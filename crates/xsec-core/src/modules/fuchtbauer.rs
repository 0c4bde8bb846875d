//! Füchtbauer-Ladenburg emission cross section from a fluorescence lineshape.

use crate::common::MaterialParameters;
use crate::common::constants::{SPEED_OF_LIGHT_CM_PER_S, nm_to_cm};
use crate::domain::{Extrapolation, Spectrum, XsecError, XsecResult};
use crate::numerics::special::integrate_simpson;
use std::f64::consts::PI;
use tracing::debug;

#[derive(Debug, Clone, Copy, PartialEq)]
pub struct FuchtbauerLadenburg {
    refractive_index: f64,
    lifetime_s: f64,
    doping_per_cm3: f64,
    depth_cm: f64,
}

impl FuchtbauerLadenburg {
    pub fn new(
        refractive_index: f64,
        lifetime_s: f64,
        doping_per_cm3: f64,
        depth_cm: f64,
    ) -> XsecResult<Self> {
        for (field, value) in [("n", refractive_index), ("tau_f", lifetime_s)] {
            if !value.is_finite() || value <= 0.0 {
                return Err(XsecError::configuration(
                    "CONFIG.OUT_OF_RANGE",
                    format!("'{}' must be finite and > 0, got {}", field, value),
                ));
            }
        }
        for (field, value) in [("N_dop", doping_per_cm3), ("absorption_depth", depth_cm)] {
            if !value.is_finite() || value < 0.0 {
                return Err(XsecError::configuration(
                    "CONFIG.OUT_OF_RANGE",
                    format!("'{}' must be finite and >= 0, got {}", field, value),
                ));
            }
        }

        Ok(Self {
            refractive_index,
            lifetime_s,
            doping_per_cm3,
            depth_cm,
        })
    }

    /// Material constants with the reabsorption depth taken from the record
    /// unless `depth_override_mm` is given.
    pub fn from_material(
        material: &MaterialParameters,
        depth_override_mm: Option<f64>,
    ) -> XsecResult<Self> {
        let material = match depth_override_mm {
            Some(depth_mm) => material.with_absorption_depth_mm(depth_mm)?,
            None => material.clone(),
        };
        Self::new(
            material.refractive_index(),
            material.lifetime_s(),
            material.doping_per_cm3(),
            material.absorption_depth_cm(),
        )
    }

    pub fn depth_cm(&self) -> f64 {
        self.depth_cm
    }

    /// A(λ) = exp(N · σa(λ) · depth) on the lineshape grid; σa is zero
    /// outside its own domain and A ≡ 1 without an absorption curve.
    pub fn reabsorption(
        &self,
        lineshape: &Spectrum,
        sigma_a: Option<&Spectrum>,
    ) -> XsecResult<Spectrum> {
        let Some(sigma_a) = sigma_a.filter(|sigma_a| !sigma_a.is_empty()) else {
            return Ok(lineshape.map_values(|_, _| 1.0));
        };
        let sigma_on_grid = sigma_a.resample_onto(lineshape.wavelengths(), Extrapolation::Zero)?;
        Ok(sigma_on_grid
            .map_values(|_, sigma| (self.doping_per_cm3 * sigma * self.depth_cm).exp()))
    }

    /// σe(λ) = λ² / (8π n² τ) · λ³/c · I·A / ∫ I·λ·A dλ, with λ in cm.
    pub fn emission(
        &self,
        lineshape: &Spectrum,
        sigma_a: Option<&Spectrum>,
    ) -> XsecResult<Spectrum> {
        if lineshape.len() < 2 {
            return Err(XsecError::load(
                "LOAD.CHANNEL_EMPTY",
                format!(
                    "Füchtbauer-Ladenburg needs at least two lineshape samples, got {}",
                    lineshape.len()
                ),
            ));
        }

        let correction = self.reabsorption(lineshape, sigma_a)?;
        let wavelengths_cm: Vec<f64> = lineshape
            .wavelengths()
            .iter()
            .copied()
            .map(nm_to_cm)
            .collect();
        let weighted: Vec<f64> = lineshape
            .values()
            .iter()
            .zip(correction.values())
            .map(|(intensity, correction)| intensity * correction)
            .collect();
        let integrand: Vec<f64> = weighted
            .iter()
            .zip(&wavelengths_cm)
            .map(|(weighted, wavelength)| weighted * wavelength)
            .collect();

        let integral = integrate_simpson(&wavelengths_cm, &integrand).map_err(|error| {
            XsecError::numerical(
                "NUMERIC.FL_INTEGRAL",
                format!("lineshape integral failed: {}", error),
            )
        })?;
        if integral == 0.0 || !integral.is_finite() {
            return Err(XsecError::numerical(
                "NUMERIC.FL_INTEGRAL",
                format!(
                    "lineshape integral must be finite and non-zero, got {}",
                    integral
                ),
            ));
        }

        let prefactor = 1.0
            / (8.0
                * PI
                * self.refractive_index.powi(2)
                * self.lifetime_s
                * SPEED_OF_LIGHT_CM_PER_S
                * integral);
        let values = wavelengths_cm
            .iter()
            .zip(&weighted)
            .map(|(wavelength, weighted)| prefactor * wavelength.powi(5) * weighted)
            .collect();
        let sigma_e = lineshape.with_values(values)?;
        debug!(
            integral,
            depth_cm = self.depth_cm,
            corrected = sigma_a.is_some(),
            peak = ?sigma_e.peak(),
            "Füchtbauer-Ladenburg emission derived"
        );
        Ok(sigma_e)
    }
}

#[cfg(test)]
mod tests {
    use super::FuchtbauerLadenburg;
    use crate::common::constants::SPEED_OF_LIGHT_CM_PER_S;
    use crate::domain::{Spectrum, XsecErrorCategory};
    use std::f64::consts::PI;

    fn lineshape() -> Spectrum {
        let wavelengths: Vec<f64> = (0..=400).map(|index| 980.0 + 0.25 * index as f64).collect();
        let values: Vec<f64> = wavelengths
            .iter()
            .map(|x| (-0.5 * ((x - 1030.0) / 5.0).powi(2)).exp())
            .collect();
        Spectrum::new(wavelengths, values)
            .expect("lineshape")
            .normalize_total()
            .expect("normalize")
    }

    #[test]
    fn emission_integrates_to_the_radiative_rate() {
        // ∫ σe c / (λ⁴) 8π n² dλ = 1/τ holds for the uncorrected relation
        let calculator = FuchtbauerLadenburg::new(1.82, 9.5e-4, 1.0e20, 0.0).expect("calculator");
        let sigma_e = calculator.emission(&lineshape(), None).expect("emission");

        let peak = sigma_e.peak().expect("peak");
        assert!((peak.0 - 1030.0).abs() <= 1.0);
        assert!(peak.1 > 1.0e-21 && peak.1 < 1.0e-18, "peak {:e}", peak.1);

        let rate: f64 = sigma_e
            .pairs()
            .collect::<Vec<_>>()
            .windows(2)
            .map(|pair| {
                let term = |(x, s): (f64, f64)| {
                    let x = x * 1.0e-7;
                    8.0 * PI * 1.82_f64.powi(2) * SPEED_OF_LIGHT_CM_PER_S * s / x.powi(4)
                };
                0.5 * (term(pair[0]) + term(pair[1])) * (pair[1].0 - pair[0].0) * 1.0e-7
            })
            .sum();
        assert!((rate * 9.5e-4 - 1.0).abs() <= 1.0e-3, "rate*tau = {}", rate * 9.5e-4);
    }

    #[test]
    fn reabsorption_is_unity_without_absorption_or_depth() {
        let shape = lineshape();
        let calculator = FuchtbauerLadenburg::new(1.5, 1.0e-3, 1.0e20, 0.0).expect("calculator");
        let sigma_a = shape.map_values(|_, _| 1.0e-20);

        let plain = calculator.reabsorption(&shape, None).expect("plain");
        let zero_depth = calculator.reabsorption(&shape, Some(&sigma_a)).expect("zero depth");
        assert!(plain.values().iter().all(|value| *value == 1.0));
        assert!(zero_depth.values().iter().all(|value| *value == 1.0));
    }

    #[test]
    fn reabsorption_uses_zero_outside_the_absorption_domain() {
        let shape = lineshape();
        let calculator = FuchtbauerLadenburg::new(1.5, 1.0e-3, 1.0e20, 0.1).expect("calculator");
        let sigma_a =
            Spectrum::from_pairs(&[(1000.0, 2.0e-20), (1020.0, 2.0e-20)]).expect("sigma_a");

        let correction = calculator.reabsorption(&shape, Some(&sigma_a)).expect("correction");
        let inside = correction.nearest_index(1010.0).expect("inside");
        let outside = correction.nearest_index(1050.0).expect("outside");
        assert!((correction.values()[inside] - (0.2_f64).exp()).abs() <= 1.0e-12);
        assert_eq!(correction.values()[outside], 1.0);
    }

    #[test]
    fn corrected_emission_is_boosted_where_absorption_is_strong() {
        let shape = lineshape();
        let calculator = FuchtbauerLadenburg::new(1.82, 9.5e-4, 1.0e20, 0.05).expect("calculator");
        let sigma_a = Spectrum::from_pairs(&[(980.0, 5.0e-20), (1030.0, 0.0), (1080.0, 0.0)])
            .expect("sigma_a");

        let plain = calculator.emission(&shape, None).expect("plain");
        let corrected = calculator.emission(&shape, Some(&sigma_a)).expect("corrected");
        let blue = shape.nearest_index(1015.0).expect("blue");
        let red = shape.nearest_index(1045.0).expect("red");
        let boost = |index: usize| corrected.values()[index] / plain.values()[index];
        assert!(boost(blue) > boost(red));
    }

    #[test]
    fn zero_lineshape_is_a_numerical_error() {
        let shape = Spectrum::new(vec![1000.0, 1001.0, 1002.0], vec![0.0; 3]).expect("shape");
        let calculator = FuchtbauerLadenburg::new(1.5, 1.0e-3, 1.0e20, 0.0).expect("calculator");
        let error = calculator.emission(&shape, None).expect_err("zero integral");
        assert_eq!(error.category(), XsecErrorCategory::NumericalError);
        assert_eq!(error.placeholder(), "NUMERIC.FL_INTEGRAL");
    }

    #[test]
    fn invalid_lifetime_is_rejected() {
        let error = FuchtbauerLadenburg::new(1.5, 0.0, 1.0e20, 0.0).expect_err("zero lifetime");
        assert_eq!(error.category(), XsecErrorCategory::ConfigurationError);
    }
}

■ Problem
Only the lines from the first line of the records through the line containing "#[derive(Debug, Clone, Copy, PartialEq)]" should be repeated, exactly as they appear.

■ Exercise output
filename crates/xsec-core/src/modules/fuchtbauer.rs
repository 0c4bde8bb846875d
//! Füchtbauer-Ladenburg emission cross section from a fluorescence lineshape.

use crate::common::MaterialParameters;
use crate::common::constants::{SPEED_OF_LIGHT_CM_PER_S, nm_to_cm};
use crate::domain::{Extrapolation, Spectrum, XsecError, XsecResult};
use crate::numerics::special::integrate_simpson;
use std::f64::consts::PI;
use tracing::debug;

#[derive(Debug, Clone, Copy, PartialEq)]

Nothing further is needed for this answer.